The Washington Wine Enthusiast, which bills itself as “the world’s leading wine website,” is facing a new problem.
The Washington Business Journal reports that the company that owns Hillinger has closed its doors.
Hillinger Wine & Spirits, the company behind the popular website, has closed down, and will be replaced by another wine company.
The business of Hillinger, which began in 2004 as a blog and expanded to a website in 2010, went into debt during the Great Recession.
It lost $20 million in the last quarter of this year, and its total debt stood at $125 million at the time of its closure.
According to the WSJ, the decision to close down was a result of declining sales and other factors, including the loss of key revenue sources, which was offset by the growth of its blog and its website.
“The company has been in debt for over two years,” wrote a spokesperson.
But the spokesperson added that the WSJD has no plans to sue Hillinger over the closure.
They will be taking a different approach to their own business.
I guess the question now is: why do we have to make this decision?
What’s interesting about this is that it’s not just that Hillinger is shutting down, but that the Washington Business Journals is shutting it down.

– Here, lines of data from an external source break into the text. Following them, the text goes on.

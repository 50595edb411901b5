//! # Ulcer Index
//!
//! Root mean square of percentage drawdowns from the running maximum inside
//! the window. A zero running maximum skips the bar's drawdown.

use crate::batch::{windowed_batch, BatchError};
use crate::utilities::candle::{extract_price, Candle, PriceKind};
use crate::utilities::IndicatorResult;
use serde::{Deserialize, Serialize};

#[derive(Clone, Copy, Debug, Serialize, Deserialize)]
pub struct UlcerIndexParams {
    pub length: usize,
    pub price: PriceKind,
}

impl Default for UlcerIndexParams {
    fn default() -> Self {
        Self {
            length: 14,
            price: PriceKind::Close,
        }
    }
}

/// Evaluate every parameter set against every series in one dispatch.
pub fn ulcer_index_batch(
    series: &[Vec<Candle>],
    params: &[UlcerIndexParams],
) -> Result<Vec<Vec<Vec<IndicatorResult>>>, BatchError> {
    windowed_batch(series, params, |bars, prm, i| {
        let length = prm.length.max(1);
        let time = bars[i].time;
        if i + 1 < length {
            return IndicatorResult::empty(time);
        }
        let mut peak = f32::NEG_INFINITY;
        let mut sq_sum = 0.0f32;
        for c in &bars[i + 1 - length..=i] {
            let p = extract_price(c, prm.price);
            peak = peak.max(p);
            if peak != 0.0 {
                let dd = 100.0 * (p - peak) / peak;
                sq_sum += dd * dd;
            }
        }
        IndicatorResult::formed(time, (sq_sum / length as f32).sqrt())
    })
}

#[cfg(test)]
mod tests {
    use super::*;

    #[test]
    fn rising_series_has_zero_drawdown() {
        let bars: Vec<Candle> = (0..30)
            .map(|i| {
                let c = 10.0 + i as f32;
                Candle::new(i as i64, c, c, c, c, 1.0)
            })
            .collect();
        let out = &ulcer_index_batch(&[bars], &[UlcerIndexParams::default()]).unwrap()[0][0];
        assert!(!out[12].is_formed);
        assert!(out[13].is_formed);
        assert_eq!(out[20].value, 0.0);
    }

    #[test]
    fn drawdown_raises_the_index() {
        let mut closes: Vec<f32> = vec![100.0; 20];
        closes.extend([90.0, 85.0, 80.0]);
        let bars: Vec<Candle> = closes
            .iter()
            .enumerate()
            .map(|(i, &c)| Candle::new(i as i64, c, c, c, c, 1.0))
            .collect();
        let out = &ulcer_index_batch(&[bars], &[UlcerIndexParams::default()]).unwrap()[0][0];
        assert!(out[22].value > 5.0);
    }
}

In a separate report, The Wall Street Journal reported that the Wall Street firm that owns WSJD and Hillinger was in talks with the company to merge the two sites.
On its website, the WSJJ reported that its blog has been “a major contributor to the success of the site.”

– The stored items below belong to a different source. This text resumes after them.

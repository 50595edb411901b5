//! # Directional Movement Index (DX)
//!
//! `100 * |+DI - -DI| / (+DI + -DI)`. A zero DI sum resolves to 0.

use crate::batch::{scan_batch, BatchError};
use crate::indicators::di::DiState;
use crate::utilities::candle::Candle;
use crate::utilities::IndicatorResult;
use serde::{Deserialize, Serialize};

#[derive(Clone, Copy, Debug, Serialize, Deserialize)]
pub struct DxParams {
    pub length: usize,
}

impl Default for DxParams {
    fn default() -> Self {
        Self { length: 14 }
    }
}

pub(crate) fn dx_from_di(plus_di: f32, minus_di: f32) -> f32 {
    let sum = plus_di + minus_di;
    if sum == 0.0 {
        0.0
    } else {
        100.0 * (plus_di - minus_di).abs() / sum
    }
}

/// Evaluate every parameter set against every series in one dispatch.
pub fn dx_batch(
    series: &[Vec<Candle>],
    params: &[DxParams],
) -> Result<Vec<Vec<Vec<IndicatorResult>>>, BatchError> {
    scan_batch(series, params, |bars, prm: &DxParams, out| {
        let mut state = DiState::new(prm.length);
        for (i, c) in bars.iter().enumerate() {
            out[i] = match state.update(bars, i) {
                Some((plus, minus)) => IndicatorResult::formed(c.time, dx_from_di(plus, minus)),
                None => IndicatorResult::empty(c.time),
            };
        }
    })
}
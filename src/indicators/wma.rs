//! # Weighted Moving Average (WMA)
//!
//! Linearly weighted mean: the newest bar in the window gets weight
//! `length`, the oldest weight 1.

use crate::batch::{windowed_batch, BatchError};
use crate::utilities::candle::{extract_price, Candle, PriceKind};
use crate::utilities::IndicatorResult;
use serde::{Deserialize, Serialize};

#[derive(Clone, Copy, Debug, Serialize, Deserialize)]
pub struct WmaParams {
    pub length: usize,
    pub price: PriceKind,
}

impl Default for WmaParams {
    fn default() -> Self {
        Self {
            length: 14,
            price: PriceKind::Close,
        }
    }
}

/// Evaluate every parameter set against every series in one dispatch.
pub fn wma_batch(
    series: &[Vec<Candle>],
    params: &[WmaParams],
) -> Result<Vec<Vec<Vec<IndicatorResult>>>, BatchError> {
    windowed_batch(series, params, |bars, prm, i| {
        wma_at(bars, prm.length, prm.price, i)
    })
}

/// Windowed WMA of one bar; shared with HMA.
pub(crate) fn wma_at(bars: &[Candle], length: usize, price: PriceKind, i: usize) -> IndicatorResult {
    let length = length.max(1);
    let time = bars[i].time;
    if i + 1 < length {
        return IndicatorResult::empty(time);
    }
    let mut num = 0.0f32;
    let denom = (length * (length + 1)) as f32 / 2.0;
    for k in 0..length {
        let weight = (length - k) as f32;
        num += weight * extract_price(&bars[i - k], price);
    }
    IndicatorResult::formed(time, num / denom)
}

It added that “more than 90% of visitors have come from our blog.”
The Wall Street News noted that “Hillinger’s blog has more than 4.4 million monthly unique visitors and more than 200,000 unique page views.”
Hillinger has also been a leader in the wine industry.
The WSJ said that in 2013, the site was “the top-selling site for wines on the web.”
As The Wall St Journal noted, “In 2014, it was one of the top-grossing brands on the Web.
In 2015, it ranked fifth.
While The WSJD reported that “it expects to have $1 billion in net revenue by 2019,” it added that this figure “does not include any of the intangible assets of the business.”
What does this mean for Hillinger’s future?
The WSJD’s move comes as Hillinger and the WSJS are both on the cusp of their third consecutive quarterly losses.
For its part, the Washington Wine Industry Association said that it will take “appropriate action” to “reduce the risk” of a potential merger.
So, if the Washington Beer and Wine Association wants to see an outcome from this merger, they’ll need to look elsewhere.
If this is the case, it could potentially open the door for a merger of the Washington Restaurant Association and the Washington Beverage Association.
Wineries are not alone in struggling.
Other food and beverage industry players, including PepsiCo, PepsiCo (NYSE:PEP), General Mills (NYSE,GME:GAS), and Coca-Cola (NYSE) are struggling with a lack of consumer loyalty.
What is happening in Hillingernews?
Wineshops like Hillinger have been struggling for years.
Many have tried to survive on the margins and survive by selling off the business.
But, this year the industry seems to be going through a major consolidation.
Over the last few years, as prices for premium brands have risen and the cost of wine has fallen, many of these small-batch businesses have been forced to close.
One of the major challenges for small-batch businesses has been to find enough customers to keep up with rising costs.
As a result, many are going out of business.